Lanjutnya, jika dibandingkan dengan museum dibeberapa daerah di Indonesia meraka memiliki anggaran, dan sistem pengamanan yang ketat. Bukan mencari siapa yang patut dikambing hitamkan, namun hal ini menjadi evaluasi antara legislasi dan eksekutif.
“Menjadi evaluasi agar pihak legislasi dan eksekutif lebih memperhatikan tentang bagaimana kebijakan mereka terhadap museum, dan agar museum ini punya anggaran APBD yang cukup baik untuk pengamanan, perawatan atau pemeliharaan termasuk kegiatan yang merupakan tupoksi museum. Itu harus diperhatikan,” jelasnya.
Berdasarkan pengamatan yang dilakukannya, dibeberapa daerah di Sultra perhatian pemda terhadap museum sangat sedikit bahkan dianggap anak bawang dengan prioritas mega proyek.
“Padahal museum ini tempat dimana ditempatkannya benda-benda identitas sejarah dan budaya masa lalu yang menjadi identitas masyarakat di Sultra, ini menjadi pelajaran untuk stakeholder agar memberikan perhatian terhadap pengamanan. Ini menjadi evaluasi kita bersama,” harapnya.

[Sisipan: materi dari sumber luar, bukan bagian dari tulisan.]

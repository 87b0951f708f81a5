//! The issue-tracker client contract.
//!
//! docket never talks to a tracker directly. It consumes this trait, which
//! a transport crate implements for a concrete tracker. Calls are
//! synchronous and may block on I/O; retries, timeouts and authentication
//! belong to the implementation.
//!
//! ```text
//! PlanStore ---get_document(n)-----------> TrackerClient
//!     |     <--IssueDocument { body, comments, .. }
//!     |
//!     |  codec: find / merge / validate / render / splice
//!     |
//!     +------update_document_body(n, body)-> TrackerClient
//! ```

use std::fmt;
use std::str::FromStr;
use std::sync::Arc;

use chrono::{DateTime, Utc};
use thiserror::Error;

/// Repository (or project) that holds the issue documents.
#[derive(Debug, Clone, PartialEq, Eq, Hash)]
pub struct RepoLocation {
    pub owner: String,
    pub name: String,
}

impl RepoLocation {
    pub fn new(owner: impl Into<String>, name: impl Into<String>) -> Self {
        Self {
            owner: owner.into(),
            name: name.into(),
        }
    }
}

impl fmt::Display for RepoLocation {
    fn fmt(&self, f: &mut fmt::Formatter<'_>) -> fmt::Result {
        write!(f, "{}/{}", self.owner, self.name)
    }
}

impl FromStr for RepoLocation {
    type Err = RepoLocationParseError;

    fn from_str(s: &str) -> Result<Self, Self::Err> {
        match s.trim().split_once('/') {
            Some((owner, name))
                if !owner.is_empty() && !name.is_empty() && !name.contains('/') =>
            {
                Ok(Self::new(owner, name))
            }
            _ => Err(RepoLocationParseError(s.to_owned())),
        }
    }
}

/// Error returned when parsing an invalid `owner/name` string.
#[derive(Debug, Clone)]
pub struct RepoLocationParseError(pub String);

impl fmt::Display for RepoLocationParseError {
    fn fmt(&self, f: &mut fmt::Formatter<'_>) -> fmt::Result {
        write!(f, "invalid repository location {:?} (expected owner/name)", self.0)
    }
}

impl std::error::Error for RepoLocationParseError {}

/// Open/closed state of an issue document.
#[derive(Debug, Clone, Copy, PartialEq, Eq)]
pub enum DocumentState {
    Open,
    Closed,
}

impl fmt::Display for DocumentState {
    fn fmt(&self, f: &mut fmt::Formatter<'_>) -> fmt::Result {
        f.write_str(match self {
            Self::Open => "open",
            Self::Closed => "closed",
        })
    }
}

#[derive(Debug, Clone, PartialEq, Eq)]
pub struct IssueComment {
    pub id: u64,
    pub body: String,
    pub author: Option<String>,
    pub created_at: DateTime<Utc>,
}

/// An issue as returned by the tracker, comments included in creation
/// order.
#[derive(Debug, Clone, PartialEq, Eq)]
pub struct IssueDocument {
    pub number: u64,
    pub title: String,
    pub body: String,
    pub state: DocumentState,
    pub url: String,
    pub labels: Vec<String>,
    pub assignees: Vec<String>,
    pub author: Option<String>,
    pub created_at: DateTime<Utc>,
    pub updated_at: DateTime<Utc>,
    pub comments: Vec<IssueComment>,
}

impl IssueDocument {
    /// The comment with `id`, or the first comment when `id` is `None`.
    ///
    /// Plans and objectives keep their text in such a comment.
    pub fn comment_or_first(&self, id: Option<u64>) -> Option<&IssueComment> {
        match id {
            Some(id) => self.comments.iter().find(|c| c.id == id),
            None => self.comments.first(),
        }
    }
}

/// Parameters for creating an issue document.
#[derive(Debug, Clone, PartialEq, Eq)]
pub struct NewDocument {
    pub title: String,
    pub body: String,
    pub labels: Vec<String>,
}

/// Filter for listing issue documents. Empty fields do not filter.
#[derive(Debug, Clone, Default, PartialEq, Eq)]
pub struct DocumentQuery {
    /// Documents must carry every one of these labels.
    pub labels: Vec<String>,
    pub state: Option<DocumentState>,
    pub limit: Option<usize>,
}

/// A label to make sure exists on the tracker.
#[derive(Debug, Clone, PartialEq, Eq)]
pub struct LabelSpec {
    pub name: String,
    pub description: String,
    /// Hex colour without the leading `#`.
    pub color: String,
}

impl LabelSpec {
    pub fn new(
        name: impl Into<String>,
        description: impl Into<String>,
        color: impl Into<String>,
    ) -> Self {
        Self {
            name: name.into(),
            description: description.into(),
            color: color.into(),
        }
    }
}

/// Failures reported by a tracker client.
#[derive(Debug, Clone, PartialEq, Eq, Error)]
pub enum TrackerError {
    #[error("issue #{number} not found in {location}")]
    NotFound { location: String, number: u64 },

    #[error("comment {comment_id} not found in {location}")]
    CommentNotFound { location: String, comment_id: u64 },

    /// Network, authentication, rate limiting and other transport failures.
    #[error("tracker request failed: {0}")]
    Upstream(String),
}

/// Read/write access to issue documents.
///
/// Object safe, so callers may hold a `Box<dyn TrackerClient>`.
pub trait TrackerClient: Send + Sync {
    fn get_document(&self, location: &RepoLocation, number: u64)
    -> Result<IssueDocument, TrackerError>;

    fn list_documents(
        &self,
        location: &RepoLocation,
        query: &DocumentQuery,
    ) -> Result<Vec<IssueDocument>, TrackerError>;

    fn create_document(
        &self,
        location: &RepoLocation,
        document: &NewDocument,
    ) -> Result<IssueDocument, TrackerError>;

    fn update_document_body(
        &self,
        location: &RepoLocation,
        number: u64,
        body: &str,
    ) -> Result<(), TrackerError>;

    fn close_document(&self, location: &RepoLocation, number: u64) -> Result<(), TrackerError>;

    /// Post a comment and return its id.
    fn add_comment(
        &self,
        location: &RepoLocation,
        number: u64,
        body: &str,
    ) -> Result<u64, TrackerError>;

    fn update_comment(
        &self,
        location: &RepoLocation,
        comment_id: u64,
        body: &str,
    ) -> Result<(), TrackerError>;

    /// Comments in creation order.
    fn list_comments(
        &self,
        location: &RepoLocation,
        number: u64,
    ) -> Result<Vec<IssueComment>, TrackerError>;

    /// Create the label if it is missing. Returns `true` when it was
    /// created.
    fn ensure_label(&self, location: &RepoLocation, label: &LabelSpec) -> Result<bool, TrackerError>;
}

// Compile-time assertion: TrackerClient must be usable as `dyn TrackerClient`.
const _: () = {
    fn _assert_object_safe(_: &dyn TrackerClient) {}
};

macro_rules! forward_tracker_client {
    (<$t:ident> $($ptr:ty),+) => {$(
        impl<$t: TrackerClient + ?Sized> TrackerClient for $ptr {
            fn get_document(
                &self,
                location: &RepoLocation,
                number: u64,
            ) -> Result<IssueDocument, TrackerError> {
                (**self).get_document(location, number)
            }

            fn list_documents(
                &self,
                location: &RepoLocation,
                query: &DocumentQuery,
            ) -> Result<Vec<IssueDocument>, TrackerError> {
                (**self).list_documents(location, query)
            }

            fn create_document(
                &self,
                location: &RepoLocation,
                document: &NewDocument,
            ) -> Result<IssueDocument, TrackerError> {
                (**self).create_document(location, document)
            }

            fn update_document_body(
                &self,
                location: &RepoLocation,
                number: u64,
                body: &str,
            ) -> Result<(), TrackerError> {
                (**self).update_document_body(location, number, body)
            }

            fn close_document(
                &self,
                location: &RepoLocation,
                number: u64,
            ) -> Result<(), TrackerError> {
                (**self).close_document(location, number)
            }

            fn add_comment(
                &self,
                location: &RepoLocation,
                number: u64,
                body: &str,
            ) -> Result<u64, TrackerError> {
                (**self).add_comment(location, number, body)
            }

            fn update_comment(
                &self,
                location: &RepoLocation,
                comment_id: u64,
                body: &str,
            ) -> Result<(), TrackerError> {
                (**self).update_comment(location, comment_id, body)
            }

            fn list_comments(
                &self,
                location: &RepoLocation,
                number: u64,
            ) -> Result<Vec<IssueComment>, TrackerError> {
                (**self).list_comments(location, number)
            }

            fn ensure_label(
                &self,
                location: &RepoLocation,
                label: &LabelSpec,
            ) -> Result<bool, TrackerError> {
                (**self).ensure_label(location, label)
            }
        }
    )+};
}

forward_tracker_client!(<T> &T, Arc<T>, Box<T>);

#[cfg(test)]
mod tests {
    use super::*;

    #[test]
    fn repo_location_parses_and_displays() {
        let loc: RepoLocation = "acme/widgets".parse().expect("valid");
        assert_eq!(loc, RepoLocation::new("acme", "widgets"));
        assert_eq!(loc.to_string(), "acme/widgets");
    }

    #[test]
    fn repo_location_rejects_bad_input() {
        for bad in ["", "acme", "/widgets", "acme/", "a/b/c"] {
            assert!(bad.parse::<RepoLocation>().is_err(), "{bad:?} should not parse");
        }
    }

    #[test]
    fn tracker_error_messages() {
        let err = TrackerError::NotFound {
            location: "acme/widgets".to_owned(),
            number: 7,
        };
        assert_eq!(err.to_string(), "issue #7 not found in acme/widgets");
        assert_eq!(
            TrackerError::Upstream("rate limited".to_owned()).to_string(),
            "tracker request failed: rate limited"
        );
    }
}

Karena menurutnya, siapapun Kepala Museum jika tidak ditunjang oleh anggaran yang memadai jelas akan menemui kendala di lapangan, utamanya Standar Operasional Pengamanan (SOP).
“Kita tidak hanya cukup berkata melestarikan, melindungi, mengembangkan budaya kita tanpa upaya yang nyata seperti menganggarkan porsi untuk meseum. Perlu perhatian anggaran pengamanan sesuai standar operasional prosesur,” tandasnya.
Basrin juga membeberkan mengacu pada evaluasi Museum Pusat, bahwa Museum Prov Sultra mendapat nilai “C” salah satu indikator nilai tersebut karena tidak adanya pengamanan baik security atau CCTV.